> _ASSIGNMENT_:
Below are records; reproduce exactly the lines from the one containing "the path of" through the end, both included, and only those.
"""
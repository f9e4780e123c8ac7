use crate::ports::outbound::RequestReader;
use crate::shared::error::AppError;
use crate::shared::security::validate_document;
use crate::shared::Result;
use std::fs;
use std::path::Path;
use tracing::debug;

/// FileSystemReader adapter for reading request documents from disk
///
/// Every read goes through the document security checks first: no
/// symbolic links, regular files only, bounded size.
pub struct FileSystemReader;

impl FileSystemReader {
    pub fn new() -> Self {
        Self
    }
}

impl Default for FileSystemReader {
    fn default() -> Self {
        Self::new()
    }
}

impl RequestReader for FileSystemReader {
    fn read_request(&self, path: &Path) -> Result<String> {
        if !path.exists() {
            return Err(AppError::RequestNotFound {
                path: path.to_path_buf(),
                suggestion: "Pass the path of an existing JSON request document with --input"
                    .to_string(),
            }
            .into());
        }

        validate_document(path, "request document")?;

        let content = fs::read_to_string(path).map_err(|e| AppError::RequestParseError {
            path: path.to_path_buf(),
            details: e.to_string(),
        })?;
        debug!(path = %path.display(), "loaded request document");
        Ok(content)
    }
}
"""
> _FINISHED TASK_:
                suggestion: "Pass the path of an existing JSON request document with --input"
                    .to_string(),
            }
            .into());
        }

        validate_document(path, "request document")?;

        let content = fs::read_to_string(path).map_err(|e| AppError::RequestParseError {
            path: path.to_path_buf(),
            details: e.to_string(),
        })?;
        debug!(path = %path.display(), "loaded request document");
        Ok(content)
    }
}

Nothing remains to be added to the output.